Zelensky’s legitimacy

Putin raised questions about whether Zelensky has the legal standing to sign any peace agreement, pointing out that Zelensky’s elected term expired in May 2024. He said whoever signs for Ukraine would need to be clearly legitimate under the country’s constitution. He named the Chairman of the Verkhovna Rada as one possibility and did not rule out Zelensky entirely, saying the question needs careful legal analysis.

“When there is a will, there is a way,” he said.

European mediation

Putin was skeptical that the European Union could serve as a neutral mediator, given that EU members have been sending weapons to Ukraine. A mediator, he said, has to be trusted by both sides — and that rules out much of Europe in his view.
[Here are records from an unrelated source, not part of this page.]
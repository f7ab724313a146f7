//! Controller metadata registry.
//!
//! Rust has no runtime attribute reflection, so controllers describe
//! themselves once at startup: a [`ControllerClass`] lists its class-level
//! attributes and, per action method, the method-level ones. The registry
//! is immutable after startup and shared behind `Arc`.
//!
//! ```rust
//! use restparam::{ControllerClass, ControllerRegistry, ParamDeclaration};
//!
//! let mut registry = ControllerRegistry::new();
//! registry.register(
//!     ControllerClass::new("UserController")
//!         .param(ParamDeclaration::query("locale").nullable(true))
//!         .method("list", [ParamDeclaration::query("page").default("1")]),
//! );
//! let action = registry.action("UserController", "list").unwrap();
//! assert_eq!(action.method(), "list");
//! ```

use std::sync::Arc;

use indexmap::IndexMap;

use crate::annotation::Annotation;
use crate::error::Error;
use crate::param::ParamDeclaration;

/// Reflected description of a controller type.
#[derive(Clone, Debug, Default)]
pub struct ControllerClass {
    name: String,
    attributes: Vec<Annotation>,
    methods: IndexMap<String, Vec<Annotation>>,
}

impl ControllerClass {
    pub fn new(name: impl Into<String>) -> Self {
        Self { name: name.into(), ..Self::default() }
    }

    /// Adds a class-level attribute.
    pub fn attribute(mut self, attribute: Annotation) -> Self {
        self.attributes.push(attribute);
        self
    }

    /// Adds a class-level param declaration.
    pub fn param(self, param: ParamDeclaration) -> Self {
        self.attribute(Annotation::Param(param))
    }

    /// Declares an action method with its param declarations.
    ///
    /// Declaring the same method twice appends to its attributes.
    pub fn method<I>(self, name: impl Into<String>, params: I) -> Self
    where
        I: IntoIterator<Item = ParamDeclaration>,
    {
        self.method_attributes(name, params.into_iter().map(Annotation::Param))
    }

    /// Declares an action method with arbitrary attributes.
    pub fn method_attributes<I>(mut self, name: impl Into<String>, attributes: I) -> Self
    where
        I: IntoIterator<Item = Annotation>,
    {
        self.methods.entry(name.into()).or_default().extend(attributes);
        self
    }

    pub fn name(&self) -> &str { &self.name }

    pub fn has_method(&self, method: &str) -> bool {
        self.methods.contains_key(method)
    }

    pub fn methods(&self) -> impl Iterator<Item = &str> {
        self.methods.keys().map(String::as_str)
    }

    /// Class-level attributes, in declaration order.
    pub fn attributes(&self) -> &[Annotation] {
        &self.attributes
    }

    /// Attributes of `method`, or `None` if the class has no such method.
    pub fn attributes_of(&self, method: &str) -> Option<&[Annotation]> {
        self.methods.get(method).map(Vec::as_slice)
    }
}

/// A controller method bound to a route.
#[derive(Clone, Debug)]
pub struct Action {
    class: Arc<ControllerClass>,
    method: String,
}

impl Action {
    pub fn new(class: Arc<ControllerClass>, method: impl Into<String>) -> Self {
        Self { class, method: method.into() }
    }

    pub fn class(&self) -> &ControllerClass { &self.class }
    pub fn method(&self) -> &str { &self.method }
}

/// Name-keyed set of controller classes.
#[derive(Clone, Debug, Default)]
pub struct ControllerRegistry {
    classes: IndexMap<String, Arc<ControllerClass>>,
}

impl ControllerRegistry {
    pub fn new() -> Self {
        Self::default()
    }

    /// Registers `class`, replacing any class of the same name.
    pub fn register(&mut self, class: ControllerClass) -> Arc<ControllerClass> {
        let class = Arc::new(class);
        self.classes.insert(class.name().to_owned(), Arc::clone(&class));
        class
    }

    pub fn get(&self, name: &str) -> Option<&Arc<ControllerClass>> {
        self.classes.get(name)
    }

    /// Binds `class::method` for routing. The method itself is checked when
    /// params are read, as a missing method is a reader error.
    pub fn action(&self, class: &str, method: &str) -> Result<Action, Error> {
        let class = self
            .get(class)
            .ok_or_else(|| Error::invalid_argument(format!("Class \"{class}\" does not exist.")))?;
        Ok(Action::new(Arc::clone(class), method))
    }
}

#[cfg(test)]
mod tests {
    use super::*;

    #[test]
    fn methods_are_tracked_even_without_params() {
        let class = ControllerClass::new("C").method("empty", std::iter::empty());
        assert!(class.has_method("empty"));
        assert_eq!(class.attributes_of("empty").map(<[_]>::len), Some(0));
        assert!(class.attributes_of("missing").is_none());
    }

    #[test]
    fn repeated_method_declarations_append() {
        let class = ControllerClass::new("C")
            .method("a", [ParamDeclaration::query("x")])
            .method("a", [ParamDeclaration::query("y")]);
        assert_eq!(class.attributes_of("a").map(<[_]>::len), Some(2));
        assert_eq!(class.methods().collect::<Vec<_>>(), ["a"]);
    }

    #[test]
    fn unknown_class_is_rejected() {
        let registry = ControllerRegistry::new();
        assert!(matches!(registry.action("Nope", "a"), Err(Error::InvalidArgument(_))));
    }
}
He held up former German Chancellor Gerhard Schröder as someone who could fill that role, saying Schröder had spent decades proving his word was good. He brushed aside objections that Schröder was too friendly with Moscow, calling him a German statesman with the spine to defend his own positions regardless of pressure. That quality, Putin said, is what matters — not personal friendship.

He said EU governments could still be useful, just not as arms suppliers. Their leverage, he argued, would be better used convincing Kyiv to accept the Anchorage terms.

Nord Stream

One string of the Nord Stream 2 pipeline is undamaged and ready to carry gas, Putin said, and Russia could start delivering to Germany tomorrow if Berlin gave the go-ahead. Gazprom has kept its supply contract in place and is ready, he said. The obstacle is U.S. sanctions, which he said the German government could work to lift if it chose to.

“You just need to press a button, and the gas will start flowing,” he said.

He added that Gazprom needs a clear answer from its German partners soon. If they will not take the gas, Russia will sell it elsewhere.

Iran nuclear offer

Putin said Russia is ready to repeat what it did in 2015 — broker the removal of enriched uranium from Iran to Russian territory — if all parties want a way out of the current crisis. Under his proposal, Iran’s uranium stockpile would be transferred to Russia, placed under IAEA oversight, and gradually diluted for civilian nuclear use. That would give the United States, Israel, and others full visibility into the material, he said.

“Wherein lies the problem? I see none,” Putin said.

He acknowledged that talks had broken down over the years but said Russia’s offer remains on the table. He pointed to the Bushehr nuclear power plant project as evidence that Iran trusts Russia to follow through.

Economy

Putin rejected the idea that the Russian economy is buckling. Over the past three years, he said, Russia’s economy grew roughly 10 percent — about three times the EU’s growth rate over the same period. Germany, he noted, managed less than 1 percent.

He did not deny that inflation has been a problem. The Central Bank raised interest rates sharply on purpose, he said, to cool the economy rather than let inflation spiral out of control. The key rate has since come down to 14.5 percent. He said real household incomes are up more than 28 percent, the share of Russians living in poverty dropped to 6.7 percent in 2025 — ahead of a 2030 target — and public debt sits at 15.6 percent of GDP.

NATO attack claims

Putin called suggestions that Russia is planning to attack NATO territory not just wrong but deliberately manufactured. The point, he said, is to frighten European populations into approving bigger defense budgets and continued support for Kyiv. He said there is no logical reason for Russia to attack Europe and no strategic goal that would justify it.

“It is not simply nonsense,” he said. “It is a provocation.”